> _Materials provided_
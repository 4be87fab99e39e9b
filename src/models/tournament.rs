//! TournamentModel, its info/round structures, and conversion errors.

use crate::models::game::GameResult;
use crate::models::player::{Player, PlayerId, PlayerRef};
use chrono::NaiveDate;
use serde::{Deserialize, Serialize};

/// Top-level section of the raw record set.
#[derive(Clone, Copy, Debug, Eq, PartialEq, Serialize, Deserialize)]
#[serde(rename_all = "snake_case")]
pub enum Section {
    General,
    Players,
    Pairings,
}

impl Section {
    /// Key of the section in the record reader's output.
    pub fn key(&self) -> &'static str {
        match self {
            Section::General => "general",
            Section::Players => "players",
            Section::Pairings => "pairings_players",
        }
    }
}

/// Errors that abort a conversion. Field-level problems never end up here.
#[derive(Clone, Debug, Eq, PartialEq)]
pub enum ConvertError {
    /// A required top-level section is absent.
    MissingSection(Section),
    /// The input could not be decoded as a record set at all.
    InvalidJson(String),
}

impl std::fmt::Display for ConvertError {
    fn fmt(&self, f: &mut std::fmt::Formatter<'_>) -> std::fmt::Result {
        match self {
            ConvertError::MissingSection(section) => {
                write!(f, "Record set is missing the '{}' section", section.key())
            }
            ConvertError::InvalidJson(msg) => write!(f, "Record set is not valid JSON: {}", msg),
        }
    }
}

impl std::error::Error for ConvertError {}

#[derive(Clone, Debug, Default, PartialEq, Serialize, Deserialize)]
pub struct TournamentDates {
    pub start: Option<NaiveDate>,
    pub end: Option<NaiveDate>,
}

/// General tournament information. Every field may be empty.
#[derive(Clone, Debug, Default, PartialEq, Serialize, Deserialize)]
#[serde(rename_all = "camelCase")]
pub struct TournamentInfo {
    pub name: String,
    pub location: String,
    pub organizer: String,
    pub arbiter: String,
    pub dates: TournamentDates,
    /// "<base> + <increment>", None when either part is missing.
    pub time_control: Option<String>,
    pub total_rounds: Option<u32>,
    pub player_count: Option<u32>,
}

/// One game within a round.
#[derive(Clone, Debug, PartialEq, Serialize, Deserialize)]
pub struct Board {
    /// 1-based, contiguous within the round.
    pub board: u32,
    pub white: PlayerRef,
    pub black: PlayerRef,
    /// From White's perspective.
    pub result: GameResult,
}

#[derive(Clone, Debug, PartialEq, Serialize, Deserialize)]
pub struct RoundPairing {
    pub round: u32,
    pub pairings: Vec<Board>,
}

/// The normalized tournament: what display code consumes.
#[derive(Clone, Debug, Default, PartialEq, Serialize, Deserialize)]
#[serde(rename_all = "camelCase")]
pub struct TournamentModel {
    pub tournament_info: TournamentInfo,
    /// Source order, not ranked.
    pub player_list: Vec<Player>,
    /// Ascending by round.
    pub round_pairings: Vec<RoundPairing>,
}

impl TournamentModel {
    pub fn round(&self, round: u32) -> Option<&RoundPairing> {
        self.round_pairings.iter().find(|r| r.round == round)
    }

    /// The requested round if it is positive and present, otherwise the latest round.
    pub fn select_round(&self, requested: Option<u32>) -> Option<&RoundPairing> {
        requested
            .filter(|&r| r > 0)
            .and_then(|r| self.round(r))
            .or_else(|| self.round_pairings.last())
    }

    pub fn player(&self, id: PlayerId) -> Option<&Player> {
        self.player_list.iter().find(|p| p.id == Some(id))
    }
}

---

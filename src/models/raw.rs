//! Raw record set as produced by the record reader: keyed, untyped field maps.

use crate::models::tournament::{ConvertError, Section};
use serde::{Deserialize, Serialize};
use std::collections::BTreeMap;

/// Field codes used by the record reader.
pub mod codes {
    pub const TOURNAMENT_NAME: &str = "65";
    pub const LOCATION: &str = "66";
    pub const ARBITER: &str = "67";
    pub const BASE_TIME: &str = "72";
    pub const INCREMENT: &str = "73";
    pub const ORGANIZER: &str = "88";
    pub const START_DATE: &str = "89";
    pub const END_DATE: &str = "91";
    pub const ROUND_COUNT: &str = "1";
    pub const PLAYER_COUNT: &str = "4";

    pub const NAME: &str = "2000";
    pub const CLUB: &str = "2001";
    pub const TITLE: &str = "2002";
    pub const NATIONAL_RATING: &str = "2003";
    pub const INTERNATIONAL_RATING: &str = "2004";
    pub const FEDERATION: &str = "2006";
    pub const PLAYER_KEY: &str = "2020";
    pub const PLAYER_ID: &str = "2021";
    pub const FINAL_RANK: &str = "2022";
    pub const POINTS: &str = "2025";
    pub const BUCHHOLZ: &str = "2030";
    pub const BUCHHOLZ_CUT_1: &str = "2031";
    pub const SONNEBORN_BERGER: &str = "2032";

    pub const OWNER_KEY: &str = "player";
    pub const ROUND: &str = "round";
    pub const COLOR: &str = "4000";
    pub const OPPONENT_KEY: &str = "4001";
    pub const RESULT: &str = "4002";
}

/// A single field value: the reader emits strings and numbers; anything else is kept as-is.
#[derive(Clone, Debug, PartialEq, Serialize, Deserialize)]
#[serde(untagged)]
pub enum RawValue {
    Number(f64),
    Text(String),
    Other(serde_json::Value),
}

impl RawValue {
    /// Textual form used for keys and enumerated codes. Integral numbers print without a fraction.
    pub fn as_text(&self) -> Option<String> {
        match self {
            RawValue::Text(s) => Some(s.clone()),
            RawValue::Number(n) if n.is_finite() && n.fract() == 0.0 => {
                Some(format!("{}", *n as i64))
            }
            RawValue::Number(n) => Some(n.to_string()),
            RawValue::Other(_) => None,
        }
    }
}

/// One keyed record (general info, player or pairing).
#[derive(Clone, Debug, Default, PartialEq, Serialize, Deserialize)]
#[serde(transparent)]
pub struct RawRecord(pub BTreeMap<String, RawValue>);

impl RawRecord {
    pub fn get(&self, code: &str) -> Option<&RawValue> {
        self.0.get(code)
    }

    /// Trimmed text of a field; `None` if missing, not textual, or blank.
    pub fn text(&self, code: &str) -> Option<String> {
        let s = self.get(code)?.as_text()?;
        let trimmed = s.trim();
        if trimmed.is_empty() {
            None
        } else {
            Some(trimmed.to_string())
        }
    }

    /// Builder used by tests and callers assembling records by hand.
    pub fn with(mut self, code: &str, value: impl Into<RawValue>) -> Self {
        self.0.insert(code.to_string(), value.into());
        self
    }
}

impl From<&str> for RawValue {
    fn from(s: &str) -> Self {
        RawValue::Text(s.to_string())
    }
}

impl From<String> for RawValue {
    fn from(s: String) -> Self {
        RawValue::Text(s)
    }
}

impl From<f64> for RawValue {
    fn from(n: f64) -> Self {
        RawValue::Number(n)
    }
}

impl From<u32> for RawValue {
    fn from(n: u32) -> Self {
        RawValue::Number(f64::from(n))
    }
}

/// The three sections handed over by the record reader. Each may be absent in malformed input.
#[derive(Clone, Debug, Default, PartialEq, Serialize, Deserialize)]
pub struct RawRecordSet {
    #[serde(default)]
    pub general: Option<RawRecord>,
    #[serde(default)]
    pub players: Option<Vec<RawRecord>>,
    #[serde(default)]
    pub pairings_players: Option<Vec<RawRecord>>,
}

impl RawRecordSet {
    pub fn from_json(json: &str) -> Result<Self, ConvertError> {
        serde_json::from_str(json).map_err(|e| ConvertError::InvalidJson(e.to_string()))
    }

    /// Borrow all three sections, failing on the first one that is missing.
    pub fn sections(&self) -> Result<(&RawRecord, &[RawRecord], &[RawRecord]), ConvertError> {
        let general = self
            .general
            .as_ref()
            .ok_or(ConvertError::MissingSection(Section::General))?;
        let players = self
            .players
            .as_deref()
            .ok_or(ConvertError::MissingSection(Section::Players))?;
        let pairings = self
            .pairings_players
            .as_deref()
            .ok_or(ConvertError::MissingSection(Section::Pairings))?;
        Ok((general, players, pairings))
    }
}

---

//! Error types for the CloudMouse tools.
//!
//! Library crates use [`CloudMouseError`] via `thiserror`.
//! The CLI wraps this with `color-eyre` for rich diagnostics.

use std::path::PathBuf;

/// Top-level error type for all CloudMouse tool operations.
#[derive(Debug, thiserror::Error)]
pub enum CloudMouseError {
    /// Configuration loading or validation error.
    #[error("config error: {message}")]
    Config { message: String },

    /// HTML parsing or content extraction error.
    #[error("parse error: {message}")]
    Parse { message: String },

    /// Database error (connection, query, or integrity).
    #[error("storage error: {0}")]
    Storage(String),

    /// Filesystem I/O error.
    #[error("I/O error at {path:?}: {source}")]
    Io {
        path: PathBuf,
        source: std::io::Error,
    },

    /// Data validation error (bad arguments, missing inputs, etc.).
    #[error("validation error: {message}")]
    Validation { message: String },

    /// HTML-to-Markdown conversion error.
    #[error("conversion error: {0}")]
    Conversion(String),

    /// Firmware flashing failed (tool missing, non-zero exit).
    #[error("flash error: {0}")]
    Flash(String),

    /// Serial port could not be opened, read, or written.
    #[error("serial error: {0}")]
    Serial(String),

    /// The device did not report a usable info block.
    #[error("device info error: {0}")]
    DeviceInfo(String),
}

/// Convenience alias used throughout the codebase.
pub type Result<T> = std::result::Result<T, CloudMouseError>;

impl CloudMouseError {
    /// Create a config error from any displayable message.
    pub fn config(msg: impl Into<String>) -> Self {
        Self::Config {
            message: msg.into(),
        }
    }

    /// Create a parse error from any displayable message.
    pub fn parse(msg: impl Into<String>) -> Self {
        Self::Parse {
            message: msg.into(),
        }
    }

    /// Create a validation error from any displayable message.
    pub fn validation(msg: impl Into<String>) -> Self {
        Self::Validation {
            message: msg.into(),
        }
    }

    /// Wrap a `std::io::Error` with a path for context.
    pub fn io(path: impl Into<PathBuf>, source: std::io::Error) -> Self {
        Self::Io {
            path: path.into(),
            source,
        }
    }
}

> _Exercise directions_
All lines of the data above that include the word "find" must be shown.

> _Solved problem_
        self.round_pairings.iter().find(|r| r.round == round)
        self.player_list.iter().find(|p| p.id == Some(id))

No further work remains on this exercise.